The surging numbers are reminiscent of the late nineteenth century, when somewhere between four million and eleven million people identified as Spiritualists in the United States alone. Some of the leaders back then were hucksters, and some of the believers were easy marks, but the movement cannot be dismissed merely as a collision of the cunning and the credulous. Early Spiritualism attracted some of the great scientists of the day, including the physicists Marie and Pierre Curie, the evolutionary biologist Alfred Russel Wallace, and the psychologist William James, all of whom believed that modern scientific methods, far from standing in opposition to the spiritual realm, could finally prove its existence.
So culturally prevalent was Spiritualism at the time that even skeptics and dabblers felt compelled to explore it. Mark Twain, Frederick Douglass, and Queen Victoria all attended séances, and although plenty of people declined to attend so much as a single table-turning, the movement was hard to avoid; in the span of four decades, according to one estimate, a new book about Spiritualism was published roughly once a week. These included scientific-seeming tomes purporting to offer evidence of the afterlife, as well as wildly popular memoirs such as “Evenings at Home in Spiritual Séance” and “Shadow Land; or, Light from the Other Side.” Meanwhile, more than a hundred American Spiritualist periodicals were in regular circulation, advertising public lectures and private séances in nearly eight hundred cities and towns across the country.
A recent spate of histories of the Spiritualist craze and biographies of some of its central characters have attempted to locate the movement’s origins in various cultural, political, and technological aspects of the late nineteenth and early twentieth centuries. These accounts vary in both plausibility and persuasiveness, yet all of them are interesting—partly because of what they tell us about the Victorian era, but also because of what they suggest about the resurgence of Spiritualism today.
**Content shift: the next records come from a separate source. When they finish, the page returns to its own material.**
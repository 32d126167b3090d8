//! Export options.

use crate::error::{ExportError, Result};
use serde::{Deserialize, Serialize};
use std::fmt;
use std::str::FromStr;

/// Requested export format.
///
/// `Mp3` requests are accepted but no perceptual codec exists: they are
/// written as 16-bit PCM WAV. The extension and MIME type always describe
/// the bytes actually produced, only the progress step names mention MP3.
#[derive(Debug, Clone, Copy, PartialEq, Eq, Default)]
pub enum ExportFormat {
    #[default]
    Wav16,
    Wav24,
    Mp3 { bitrate_kbps: u32 },
}

impl ExportFormat {
    /// Bit depth the encoder writes for this format.
    pub fn bit_depth(&self) -> BitDepth {
        match self {
            ExportFormat::Wav24 => BitDepth::Int24,
            ExportFormat::Wav16 | ExportFormat::Mp3 { .. } => BitDepth::Int16,
        }
    }

    /// File extension (without dot).
    pub fn extension(&self) -> &'static str {
        "wav"
    }

    pub fn mime_type(&self) -> &'static str {
        "audio/wav"
    }

    /// Whether this request degrades to PCM.
    pub fn is_fallback(&self) -> bool {
        matches!(self, ExportFormat::Mp3 { .. })
    }
}

impl FromStr for ExportFormat {
    type Err = ExportError;

    fn from_str(s: &str) -> Result<Self> {
        match s {
            "wav-16" => Ok(ExportFormat::Wav16),
            "wav-24" => Ok(ExportFormat::Wav24),
            "mp3-192" => Ok(ExportFormat::Mp3 { bitrate_kbps: 192 }),
            "mp3-320" => Ok(ExportFormat::Mp3 { bitrate_kbps: 320 }),
            other => Err(ExportError::UnsupportedFormat(format!(
                "{other} (supported: wav-16, wav-24, mp3-192, mp3-320)"
            ))),
        }
    }
}

impl fmt::Display for ExportFormat {
    fn fmt(&self, f: &mut fmt::Formatter<'_>) -> fmt::Result {
        match self {
            ExportFormat::Wav16 => f.write_str("wav-16"),
            ExportFormat::Wav24 => f.write_str("wav-24"),
            ExportFormat::Mp3 { bitrate_kbps } => write!(f, "mp3-{bitrate_kbps}"),
        }
    }
}

/// PCM bit depth.
#[derive(Debug, Clone, Copy, PartialEq, Eq, Default, Serialize, Deserialize)]
pub enum BitDepth {
    #[default]
    Int16,
    Int24,
}

impl BitDepth {
    /// Bits per sample.
    pub fn bits(&self) -> u16 {
        match self {
            BitDepth::Int16 => 16,
            BitDepth::Int24 => 24,
        }
    }

    pub fn bytes_per_sample(&self) -> usize {
        match self {
            BitDepth::Int16 => 2,
            BitDepth::Int24 => 3,
        }
    }
}

/// Tuning for the assembly, fade and progress stages.
#[derive(Debug, Clone, PartialEq, Serialize, Deserialize)]
#[serde(default)]
pub struct ExportOptions {
    /// Seam crossfade window, capped at half a loop.
    pub crossfade_seconds: f64,
    /// Upper bound for the edge fade, in samples.
    pub edge_fade_max_samples: usize,
    /// Edge fade length as a fraction of the assembled length.
    pub edge_fade_ratio: f64,
    /// Frames between encoder progress events.
    pub progress_interval_frames: usize,
    /// Loops between assembler progress events.
    pub loop_progress_stride: usize,
    /// Capacity of the progress channel used by background exports.
    pub progress_channel_capacity: usize,
}

impl Default for ExportOptions {
    fn default() -> Self {
        Self {
            crossfade_seconds: 0.2,
            edge_fade_max_samples: 8800,
            edge_fade_ratio: 0.1,
            progress_interval_frames: 50_000,
            loop_progress_stride: 5,
            progress_channel_capacity: 64,
        }
    }
}

impl ExportOptions {
    pub fn validate(&self) -> Result<()> {
        if !self.crossfade_seconds.is_finite() || self.crossfade_seconds < 0.0 {
            return Err(ExportError::InvalidOptions(format!(
                "crossfade_seconds must be a non-negative number, got {}",
                self.crossfade_seconds
            )));
        }
        // Fade-in and fade-out regions must never overlap.
        if !self.edge_fade_ratio.is_finite() || !(0.0..=0.5).contains(&self.edge_fade_ratio) {
            return Err(ExportError::InvalidOptions(format!(
                "edge_fade_ratio must be within 0.0..=0.5, got {}",
                self.edge_fade_ratio
            )));
        }
        if self.progress_interval_frames == 0 {
            return Err(ExportError::InvalidOptions(
                "progress_interval_frames must be at least 1".into(),
            ));
        }
        if self.loop_progress_stride == 0 {
            return Err(ExportError::InvalidOptions(
                "loop_progress_stride must be at least 1".into(),
            ));
        }
        if self.progress_channel_capacity == 0 {
            return Err(ExportError::InvalidOptions(
                "progress_channel_capacity must be at least 1".into(),
            ));
        }
        Ok(())
    }
}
Because Spiritualism so strongly rejected hierarchy and orthodoxy, it is difficult to say exactly when or how it started. Plenty of scholars regard it as part of the larger religious efflorescence that began in the early nineteenth century in the area of New York State that became known as the Burned-Over District, which gave rise to the Second Great Awakening. Others, including Robert S. Cox, in his magisterial “Body and Soul: A Sympathetic History of American Spiritualism,” have looked far beyond that century and that countryside. This long view was also taken by one of Spiritualism’s first major historians, the novelist Arthur Conan Doyle, who became so zealous a believer that he set aside Sherlock Holmes in order to focus on his research, ultimately writing more than a dozen books on the subject. His two-volume “History of Spiritualism” starts by situating the movement as “the most important in the history of the world since the Christ episode,” then proposes the Swedish mystic Emanuel Swedenborg, born in the sixteen-eighties, and the Scottish reformer Edward Irving, born in 1792, as forerunners of the Victorians.
But most accounts of Spiritualism don’t begin with great men or distant precedents. They start with little women on an exact date: March 31, 1848. On that night, as Emily Midorikawa details in her new book, “Out of the Shadows: Six Visionary Victorian Women in Search of a Public Voice” (Counterpoint), two sisters, fourteen-year-old Margaretta Fox and eleven-year-old Catherine, finally convinced some of their neighbors that an unsettling series of knockings and tappings in their home, near the south shore of Lake Ontario, was coming from the spirit world. Soon the whole town of Hydesville, New York, was gripped by the mysterious noises that haunted the Fox family.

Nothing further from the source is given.